Tuesday, June 18, 2002

Hanging On, Wringing Out

One more day of writing about this software package, then I leave for Boston.

I'm trying my very best, but my insides are feeling raw. I wish I knew of a better way to conduct myself as I do my work. My heart wants to do well for this company. It's just that I can't, not these days anyway. They don't deserve this.

I feel like a towel that's been wrung and wrung into a tight twist, sitting on the sink, in view of a scorching sun.

Moisture, like my creativity, is gone. The towel is bone dry. And if someone were to wring and wring, the result would be no different.

Words! Where are the words? It's just that the sun took them away somehow, and there is nothing in near view to immerse me again.

So I ask the Universe this: Throw me into another bucket of water, somewhere. It is with utter frightfulness that I ask this, but my option to keep things just so makes me crumple anyway.


Posted by ruth at June 19, 2002 08:56 PM

Monday, June 17, 2002

Choosing Sadness

"To forget a friend is sad."
- Antoine de Saint-Exupéry, The Little Prince

I remember feeling as if I died in Janice's world. The pain was unspeakable, and I cried and cried. I used to wake up in tears then turn to bed in tears.

But today Reid walked by and asked me if Janice still does admissions for the same senior healthcare facility.

"I haven't spoken with her on friendly terms in a long time," I told him. And the as-a-matter-of-fact tone carried in my throat surprised me. 

That very moment, I felt as if she was someone I knew from another lifetime. It was a complete separation, and I accepted our rift the same way I have accepted that some of my first grade friends I may never see again. No animosity, no sadness, just acceptance.

Suddenly, the coldness I thought could never befall her toward me has somehow befallen me toward her. If I could listen to how I felt at the moment, I would say my insides sounded like slow footsteps in an empty room.

During our college campus days, one distinct phrase Janice often said was, "Apathy is worse than hate."

And now I breathe deep then exhale long as I consider the height from which I have fallen. I was cold this morning as I spoke with Reid.

But as I type this, just right now, I am once again sad. I do not like sad, but for the moment, I choose it over apathy. I do not want to be someone I cannot recognize, at least not that someone inside my chest whom I felt and listened to this morning.

Janice, if you're out there, hang in there. I am deathly afraid to be your friend again but perhaps tonight I should say a prayer for you.

Posted by ruth at June 17, 2002 08:10 PM

Tuesday, June 4, 2002

Jump!

I've always been transparent. Heart on my sleeve. My disbelief below my bottom lid.

People see me, so I should not find myself bewildered that the company vice president sees that I am stifled.

"Is it obvious?"

She nods, staring deep without even a blink.

She's always liked me and says I can work here the rest of my life. It's just that I know she sees the whole of me, and that there is a Ruth inside waiting to come through.

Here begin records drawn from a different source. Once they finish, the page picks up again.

//! The processed (as opposed to raw syntax) `@context`: the result of
//! running the Context Processing Algorithm.
pub mod definition;
pub mod inverse;

pub use definition::{NormalTermDefinition, TermDefinition, TermType, TypeTermDefinition};
pub use inverse::InverseContext;

use crate::Term;
use definition::Definitions;
use iref::IriBuf;
use json_ld_syntax::{Direction, LenientLangTagBuf};
use once_cell::unsync::OnceCell;

/// A processed JSON-LD context: the mapping from terms to IRIs/keywords
/// plus the ambient settings (`@base`, `@vocab`, `@language`, `@direction`)
/// that IRI/value expansion and compaction consult.
#[derive(Clone, Debug)]
pub struct Context {
	original_base_url: Option<IriBuf>,
	base_iri: Option<IriBuf>,
	vocabulary: Option<Term>,
	default_language: Option<LenientLangTagBuf>,
	default_base_direction: Option<Direction>,
	previous_context: Option<Box<Context>>,
	definitions: Definitions,
	inverse: OnceCell<InverseContext>,
}

impl Default for Context {
	fn default() -> Self {
		Self::new(None)
	}
}

impl Context {
	/// Creates a new, empty "initial context" relative to `base_iri`.
	pub fn new(base_iri: Option<IriBuf>) -> Self {
		Self {
			original_base_url: base_iri.clone(),
			base_iri,
			vocabulary: None,
			default_language: None,
			default_base_direction: None,
			previous_context: None,
			definitions: Definitions::new(),
			inverse: OnceCell::new(),
		}
	}

	pub fn original_base_url(&self) -> Option<&iref::Iri> {
		self.original_base_url.as_deref()
	}

	pub fn base_iri(&self) -> Option<&iref::Iri> {
		self.base_iri.as_deref()
	}

	pub fn set_base_iri(&mut self, iri: Option<IriBuf>) {
		self.base_iri = iri;
		self.inverse.take();
	}

	pub fn vocabulary(&self) -> Option<&Term> {
		self.vocabulary.as_ref()
	}

	pub fn set_vocabulary(&mut self, vocabulary: Option<Term>) {
		self.vocabulary = vocabulary;
		self.inverse.take();
	}

	pub fn default_language(&self) -> Option<&LenientLangTagBuf> {
		self.default_language.as_ref()
	}

	pub fn set_default_language(&mut self, language: Option<LenientLangTagBuf>) {
		self.default_language = language;
	}

	pub fn default_base_direction(&self) -> Option<Direction> {
		self.default_base_direction
	}

	pub fn set_default_base_direction(&mut self, direction: Option<Direction>) {
		self.default_base_direction = direction;
	}

	pub fn previous_context(&self) -> Option<&Context> {
		self.previous_context.as_deref()
	}

	pub fn set_previous_context(&mut self, context: Context) {
		self.previous_context = Some(Box::new(context));
	}

	pub fn definitions(&self) -> &Definitions {
		&self.definitions
	}

	pub fn get(&self, term: &str) -> Option<TermDefinition> {
		self.definitions.get(term)
	}

	pub fn contains_term(&self, term: &str) -> bool {
		self.definitions.contains(term)
	}

	/// Defines (or redefines) `term`, invalidating the cached inverse
	/// context -- the next [`Context::inverse`] call will rebuild it.
	pub fn set(&mut self, term: String, definition: TermDefinition) {
		self.definitions.insert(term, definition);
		self.inverse.take();
	}

	pub fn remove(&mut self, term: &str) {
		self.definitions.remove(term);
		self.inverse.take();
	}

	pub fn has_protected_items(&self) -> bool {
		self.definitions.iter().any(|(_, d)| match d {
			definition::TermDefinitionRef::Type(t) => t.protected,
			definition::TermDefinitionRef::Normal(n) => n.protected,
		})
	}

	/// The lazily-constructed [`InverseContext`] used by compaction; built
	/// once and cached until the context is mutated.
	pub fn inverse(&self) -> &InverseContext {
		self.inverse.get_or_init(|| InverseContext::create(self))
	}
}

Does anyone know what it's like to just jump? To leave something perfectly good and perfectly comfortable for something unknown? Who would gamble this way?

Ryan helped me set this journal up and probably got the tagline from a poem that recently got published on proseax.com. Little did he realize the internal struggle that I'm going through.

How many people get to be who they really are?

This summer, I take a big risk, and I'll be in Boston for two whole months. I can't imagine what'll happen there. There are so many questions, and I'm not going to venture to picture what could become of my life and my direction.

Too many people have told me that I need to jump.

But I'm too scared to jump.

Posted by ruth at 07:41 PM

Saturday, June 1, 2002

Like a Virgin

Madonna.

Say the word and a generation of us will understand the power of just one human life.

Today while working out a 24-Hour Fitness Kapiolani, I watched VH-1's "Video Collection: Madonna."

I don't feel like rehashing her many great accomplishments as VH-1 does it well enough.

But I ponder on the difference between people who think versus those who do. Some people just do. And, I think, how can they do that?

Perhaps some people know their calling and just fly.

I, on the other hand, seem to be an ambivalent sort.

I've always thought it would be the most fascinating thing to be a biographer, since people from all walks of life intrigue me.

But then I wonder if I have a story of my own to make first.